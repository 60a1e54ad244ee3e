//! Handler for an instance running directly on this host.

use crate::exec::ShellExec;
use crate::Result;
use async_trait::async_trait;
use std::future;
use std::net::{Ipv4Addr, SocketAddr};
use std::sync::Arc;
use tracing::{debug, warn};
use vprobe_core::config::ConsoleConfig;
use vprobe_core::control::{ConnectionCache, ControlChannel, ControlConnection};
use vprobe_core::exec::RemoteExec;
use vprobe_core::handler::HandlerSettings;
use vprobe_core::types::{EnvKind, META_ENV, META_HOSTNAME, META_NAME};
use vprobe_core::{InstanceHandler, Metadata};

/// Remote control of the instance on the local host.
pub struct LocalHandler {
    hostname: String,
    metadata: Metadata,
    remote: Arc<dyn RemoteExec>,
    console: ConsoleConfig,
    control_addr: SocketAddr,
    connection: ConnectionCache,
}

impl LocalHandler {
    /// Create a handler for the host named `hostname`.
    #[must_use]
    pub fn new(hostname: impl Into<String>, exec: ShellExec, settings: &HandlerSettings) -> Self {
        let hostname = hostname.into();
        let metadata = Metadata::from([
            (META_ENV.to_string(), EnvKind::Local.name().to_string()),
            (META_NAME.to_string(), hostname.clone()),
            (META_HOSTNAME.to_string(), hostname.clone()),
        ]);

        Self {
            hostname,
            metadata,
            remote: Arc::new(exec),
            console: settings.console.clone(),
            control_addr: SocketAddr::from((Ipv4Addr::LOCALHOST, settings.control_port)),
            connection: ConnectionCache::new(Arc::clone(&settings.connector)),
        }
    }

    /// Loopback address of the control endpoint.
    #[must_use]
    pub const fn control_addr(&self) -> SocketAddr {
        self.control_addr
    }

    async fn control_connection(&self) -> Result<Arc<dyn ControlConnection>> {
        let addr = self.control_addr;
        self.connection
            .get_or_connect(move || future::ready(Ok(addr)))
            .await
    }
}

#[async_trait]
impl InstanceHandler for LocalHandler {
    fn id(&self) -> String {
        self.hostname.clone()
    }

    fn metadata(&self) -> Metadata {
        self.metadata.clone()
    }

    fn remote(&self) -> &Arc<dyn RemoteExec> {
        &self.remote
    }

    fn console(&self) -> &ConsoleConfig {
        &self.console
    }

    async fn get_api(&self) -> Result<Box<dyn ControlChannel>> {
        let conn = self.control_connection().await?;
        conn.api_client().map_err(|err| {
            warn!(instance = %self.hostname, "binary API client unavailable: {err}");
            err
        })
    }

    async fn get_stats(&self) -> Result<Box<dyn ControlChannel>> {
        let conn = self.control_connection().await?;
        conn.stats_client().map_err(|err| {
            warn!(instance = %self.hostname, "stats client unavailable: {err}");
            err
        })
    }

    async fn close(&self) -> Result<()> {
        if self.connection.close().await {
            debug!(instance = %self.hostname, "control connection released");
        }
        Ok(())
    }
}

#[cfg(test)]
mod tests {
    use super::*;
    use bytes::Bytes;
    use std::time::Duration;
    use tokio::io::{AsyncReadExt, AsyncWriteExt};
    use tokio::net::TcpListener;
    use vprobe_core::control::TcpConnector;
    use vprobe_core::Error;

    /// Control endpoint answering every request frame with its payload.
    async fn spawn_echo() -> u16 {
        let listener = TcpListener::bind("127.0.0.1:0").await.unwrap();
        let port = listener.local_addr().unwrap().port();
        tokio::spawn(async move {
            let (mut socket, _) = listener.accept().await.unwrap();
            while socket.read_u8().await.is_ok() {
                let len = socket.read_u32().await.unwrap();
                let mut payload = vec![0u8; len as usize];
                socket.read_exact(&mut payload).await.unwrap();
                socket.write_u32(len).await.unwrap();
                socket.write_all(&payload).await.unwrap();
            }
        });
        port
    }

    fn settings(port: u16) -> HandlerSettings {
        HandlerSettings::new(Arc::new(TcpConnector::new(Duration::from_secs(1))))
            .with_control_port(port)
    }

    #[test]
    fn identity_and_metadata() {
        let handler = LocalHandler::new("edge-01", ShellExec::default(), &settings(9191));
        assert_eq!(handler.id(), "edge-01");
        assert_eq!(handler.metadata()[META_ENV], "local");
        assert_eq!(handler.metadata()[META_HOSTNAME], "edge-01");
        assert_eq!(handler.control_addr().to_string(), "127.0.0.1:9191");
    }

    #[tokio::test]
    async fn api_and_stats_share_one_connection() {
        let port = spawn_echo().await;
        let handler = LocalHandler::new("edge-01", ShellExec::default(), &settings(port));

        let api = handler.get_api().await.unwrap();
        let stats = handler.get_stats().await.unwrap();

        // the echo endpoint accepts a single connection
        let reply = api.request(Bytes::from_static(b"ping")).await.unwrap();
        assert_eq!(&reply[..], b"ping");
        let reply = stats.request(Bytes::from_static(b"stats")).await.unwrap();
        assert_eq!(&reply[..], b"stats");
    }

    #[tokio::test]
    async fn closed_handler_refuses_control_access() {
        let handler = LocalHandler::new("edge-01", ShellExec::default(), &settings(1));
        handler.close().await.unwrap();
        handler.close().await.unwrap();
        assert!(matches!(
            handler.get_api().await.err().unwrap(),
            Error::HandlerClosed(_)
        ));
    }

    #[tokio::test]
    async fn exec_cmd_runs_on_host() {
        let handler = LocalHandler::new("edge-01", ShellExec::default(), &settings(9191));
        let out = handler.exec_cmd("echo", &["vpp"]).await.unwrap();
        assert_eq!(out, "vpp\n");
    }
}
+--
» **Task instructions**
Repeat each line, unchanged, from the line that contains "Error::HandlerClosed(_)" to the end of the listing above.

» **Output for this exercise**
            Error::HandlerClosed(_)
        ));
    }

    #[tokio::test]
    async fn exec_cmd_runs_on_host() {
        let handler = LocalHandler::new("edge-01", ShellExec::default(), &settings(9191));
        let out = handler.exec_cmd("echo", &["vpp"]).await.unwrap();
        assert_eq!(out, "vpp\n");
    }
}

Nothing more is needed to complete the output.